Pada hari Ahad (14/02/2016) Menteri Luar Negeri Saudi, Adel Al-Jubeir mengatakan “Haruskah koalisi militer pimpinan AS membuat keputusan untuk mengerahkan pasukan darat ke Suriah, Kerajaan Arab Saudi akan bersiap untuk berpartisipasi dengan mengerahkan pasukan khusus beserta tentaranya.”
Sebuah kesepakatan damai diharapkan dapat disepakati pada akhir pekan lalu di Munich Security Conference, akan tetapi pertemuan itu hanya menyoroti tentang masa depan Suriah yang mana situasinya menjadi kompleks, permainan catur politik yang berisiko tinggi dan kompleks yang melibatkan Amerika, Rusia dan 15 kekuatan Negara lainnya.
Berbicara kepada Euronews, Perdana Menteri Rusia Dmitry Medvedev mengatakan bahwa “Tak seorang pun menginginkan perang baru.

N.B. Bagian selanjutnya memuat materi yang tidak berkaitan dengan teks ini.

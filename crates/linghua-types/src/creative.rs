//! Results of the two creative panels.

use serde::{Deserialize, Serialize};

/// Generated marketing copy for a theme.
#[derive(Debug, Clone, PartialEq, Eq, Serialize, Deserialize)]
pub struct CopyDraft {
    pub theme: String,
    pub title: String,
    pub body: String,
    pub call_to_action: String,
}

impl CopyDraft {
    /// Render as the numbered block shown in the result panel.
    pub fn to_text(&self) -> String {
        format!(
            "【{}】\n1. 标题：{}\n2. 内容：{}\n3. 结尾：{}",
            self.theme, self.title, self.body, self.call_to_action
        )
    }
}

/// Progress of an image request. Only the placeholder state exists.
#[derive(Debug, Clone, Copy, PartialEq, Eq, Serialize, Deserialize)]
#[serde(rename_all = "snake_case")]
pub enum ImageStatus {
    Placeholder,
}

/// An accepted image-generation request.
#[derive(Debug, Clone, PartialEq, Eq, Serialize, Deserialize)]
pub struct ImageRequest {
    pub description: String,
    pub status: ImageStatus,
}
//! Chat message and history types.
//!
//! `ChatHistory` serializes to the persisted record layout: a JSON array of
//! `{role, content, time}` objects, oldest first, with `role` one of
//! `"user"` / `"ai"` and `time` an ISO-8601 UTC timestamp.

use chrono::{DateTime, Utc};
use serde::{Deserialize, Serialize};

use std::fmt;
use std::str::FromStr;

/// Who authored a chat message.
#[derive(Debug, Clone, Copy, PartialEq, Eq, Hash, Serialize, Deserialize)]
pub enum ChatRole {
    #[serde(rename = "user")]
    User,
    #[serde(rename = "ai", alias = "assistant")]
    Assistant,
}

impl fmt::Display for ChatRole {
    fn fmt(&self, f: &mut fmt::Formatter<'_>) -> fmt::Result {
        match self {
            ChatRole::User => write!(f, "user"),
            ChatRole::Assistant => write!(f, "ai"),
        }
    }
}

impl FromStr for ChatRole {
    type Err = String;

    fn from_str(s: &str) -> Result<Self, Self::Err> {
        match s.to_lowercase().as_str() {
            "user" => Ok(ChatRole::User),
            "ai" | "assistant" => Ok(ChatRole::Assistant),
            other => Err(format!("invalid chat role: '{other}'")),
        }
    }
}

/// A single chat message.
///
/// `content` is already sanitized when the message is created; nothing
/// downstream escapes it again. Messages are never mutated after creation.
#[derive(Debug, Clone, PartialEq, Eq, Serialize, Deserialize)]
pub struct ChatMessage {
    pub role: ChatRole,
    pub content: String,
    #[serde(rename = "time", with = "iso_millis")]
    pub timestamp: DateTime<Utc>,
}

impl ChatMessage {
    /// Create a message stamped with the current time.
    pub fn new(role: ChatRole, content: impl Into<String>) -> Self {
        Self {
            role,
            content: content.into(),
            timestamp: Utc::now(),
        }
    }

    pub fn user(content: impl Into<String>) -> Self {
        Self::new(ChatRole::User, content)
    }

    pub fn assistant(content: impl Into<String>) -> Self {
        Self::new(ChatRole::Assistant, content)
    }
}

/// Ordered chat history, oldest message first.
#[derive(Debug, Clone, Default, PartialEq, Eq, Serialize, Deserialize)]
#[serde(transparent)]
pub struct ChatHistory {
    messages: Vec<ChatMessage>,
}

impl ChatHistory {
    pub fn new() -> Self {
        Self::default()
    }

    pub fn len(&self) -> usize {
        self.messages.len()
    }

    pub fn is_empty(&self) -> bool {
        self.messages.is_empty()
    }

    pub fn messages(&self) -> &[ChatMessage] {
        &self.messages
    }

    pub fn iter(&self) -> std::slice::Iter<'_, ChatMessage> {
        self.messages.iter()
    }

    pub fn first(&self) -> Option<&ChatMessage> {
        self.messages.first()
    }

    pub fn last(&self) -> Option<&ChatMessage> {
        self.messages.last()
    }

    /// Append a message, then evict from the front until `len() <= cap`.
    ///
    /// Returns the number of evicted messages.
    pub fn push_capped(&mut self, message: ChatMessage, cap: usize) -> usize {
        self.messages.push(message);
        self.truncate_front(cap)
    }

    /// Drop the oldest messages so that at most `cap` remain.
    ///
    /// Returns the number of dropped messages.
    pub fn truncate_front(&mut self, cap: usize) -> usize {
        let excess = self.messages.len().saturating_sub(cap);
        if excess > 0 {
            self.messages.drain(..excess);
        }
        excess
    }

    pub fn clear(&mut self) {
        self.messages.clear();
    }
}

impl From<Vec<ChatMessage>> for ChatHistory {
    fn from(messages: Vec<ChatMessage>) -> Self {
        Self { messages }
    }
}

impl<'a> IntoIterator for &'a ChatHistory {
    type Item = &'a ChatMessage;
    type IntoIter = std::slice::Iter<'a, ChatMessage>;

    fn into_iter(self) -> Self::IntoIter {
        self.messages.iter()
    }
}

/// Millisecond-precision RFC 3339 timestamps with a `Z` suffix
/// (`2024-05-01T08:30:00.000Z`).
mod iso_millis {
    use chrono::{DateTime, SecondsFormat, Utc};
    use serde::{Deserialize, Deserializer, Serializer};

    pub fn serialize<S: Serializer>(dt: &DateTime<Utc>, serializer: S) -> Result<S::Ok, S::Error> {
        serializer.serialize_str(&dt.to_rfc3339_opts(SecondsFormat::Millis, true))
    }

    pub fn deserialize<'de, D: Deserializer<'de>>(deserializer: D) -> Result<DateTime<Utc>, D::Error> {
        let s = String::deserialize(deserializer)?;
        DateTime::parse_from_rfc3339(&s)
            .map(|dt| dt.with_timezone(&Utc))
            .map_err(serde::de::Error::custom)
    }
}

Sebuah operasi darat adalah skala penuh, perang yang panjang; hal ini harus dipertimbangkan.”
Akan tetapi Menteri Luar Negeri AS John Kerry menyuarakan hal yang berbeda: “Ada kemungkinan akan dikerahkannya pasukan darat tambahan di tanah pertempuran melawan Islamic State of Iraq and Syria (ISIS).”
Beberapa hari yang lalu di Munich Security Conference, semua pihak telah berjuang untuk menyangkal adanya iklim “Perang Dingin baru”, tetapi dengan meningkatnya kekerasan di lapangan, intensitas peperangan tampaknya bakal terus meningkat. Meskipun ada perjanjian sejenak untuk menghentikan permusuhan dengan argumen pengiriman bantuan kemanusiaan, namun ada pula kekhawatiran bahwa waktu jeda ini dapat memungkinkan faksi-faksi mujahidin yang bertempur untuk mengkonsolidasikan posisi mereka.
Ketika konflik dimulai 5 tahun lalu, pasukan rezim Syiah Nushairiyah Bashar Al Assad terlibat melawan pasukan Tentara Pembebasan Suriah, Free Syrian Army (FSA). Tapi segera setelah beberapa kelompok lain bergabung dalam pertempuran, di antaranya ISIL (Islamic State of Iraq and Levant) dan pasukan Peshmerga Kurdi.
Pada awalnya, sementara tentara pro Assad dan ISIL bertempur melawan semua faksi pasukan yang ada, milisi Kurdi, dan para faksi Mujahidin lainnya.
Situasi yang sudah sangat rumit menjadi kekacauan geopolitik dengan kedatangan kekuatan besar dan juga kekuatan regional seperti Amerika Serikat, Rusia, Turki, Iran dan Arab Saudi; diantara kekuatan yang lain.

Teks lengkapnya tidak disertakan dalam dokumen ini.